▶ Your task:
Scan the records below for the line with "self.0.is_empty()" and the line with "Integers (representable as". Repeat those two lines and every line between them exactly, and nothing else.

▶ Material for the task:

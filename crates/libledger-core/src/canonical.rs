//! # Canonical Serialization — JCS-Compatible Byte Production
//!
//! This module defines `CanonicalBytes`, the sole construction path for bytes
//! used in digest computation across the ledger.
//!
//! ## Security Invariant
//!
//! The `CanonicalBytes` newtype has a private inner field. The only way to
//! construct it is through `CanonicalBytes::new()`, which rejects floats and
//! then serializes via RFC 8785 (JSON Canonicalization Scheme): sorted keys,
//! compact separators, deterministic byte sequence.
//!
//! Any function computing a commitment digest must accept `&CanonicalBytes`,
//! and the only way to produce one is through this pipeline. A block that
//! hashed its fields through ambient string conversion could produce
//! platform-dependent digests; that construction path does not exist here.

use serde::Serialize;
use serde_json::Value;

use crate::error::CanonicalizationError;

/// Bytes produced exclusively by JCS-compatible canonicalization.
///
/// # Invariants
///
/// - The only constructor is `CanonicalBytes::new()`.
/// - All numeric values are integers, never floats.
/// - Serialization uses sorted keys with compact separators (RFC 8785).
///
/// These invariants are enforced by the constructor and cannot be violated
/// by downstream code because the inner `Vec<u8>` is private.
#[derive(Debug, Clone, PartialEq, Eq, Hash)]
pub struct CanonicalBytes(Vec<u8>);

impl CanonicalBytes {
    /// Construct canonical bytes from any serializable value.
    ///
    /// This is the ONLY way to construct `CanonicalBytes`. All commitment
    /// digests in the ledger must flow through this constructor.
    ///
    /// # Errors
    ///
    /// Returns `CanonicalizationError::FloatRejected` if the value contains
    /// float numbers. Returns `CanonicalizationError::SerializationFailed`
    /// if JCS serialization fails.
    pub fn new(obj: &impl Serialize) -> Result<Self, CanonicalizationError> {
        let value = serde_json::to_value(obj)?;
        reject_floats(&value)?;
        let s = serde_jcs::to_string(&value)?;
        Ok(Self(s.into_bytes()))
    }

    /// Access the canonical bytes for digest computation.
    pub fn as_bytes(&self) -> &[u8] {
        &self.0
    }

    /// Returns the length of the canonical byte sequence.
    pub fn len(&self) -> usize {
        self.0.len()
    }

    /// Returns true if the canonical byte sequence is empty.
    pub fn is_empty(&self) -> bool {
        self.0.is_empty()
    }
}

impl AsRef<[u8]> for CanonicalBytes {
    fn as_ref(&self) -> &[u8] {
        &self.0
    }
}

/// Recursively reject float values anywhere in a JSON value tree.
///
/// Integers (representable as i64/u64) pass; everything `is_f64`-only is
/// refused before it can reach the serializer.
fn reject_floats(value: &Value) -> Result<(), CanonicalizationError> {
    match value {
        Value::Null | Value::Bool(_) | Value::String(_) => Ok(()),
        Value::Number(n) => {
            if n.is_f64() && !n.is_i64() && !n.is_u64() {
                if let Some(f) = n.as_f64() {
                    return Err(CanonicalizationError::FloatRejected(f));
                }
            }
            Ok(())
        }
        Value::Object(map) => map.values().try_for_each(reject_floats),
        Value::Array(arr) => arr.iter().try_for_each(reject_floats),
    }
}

▶ Problem solution:
        self.0.is_empty()
    }
}

impl AsRef<[u8]> for CanonicalBytes {
    fn as_ref(&self) -> &[u8] {
        &self.0
    }
}

/// Recursively reject float values anywhere in a JSON value tree.
///
/// Integers (representable as i64/u64) pass; everything `is_f64`-only is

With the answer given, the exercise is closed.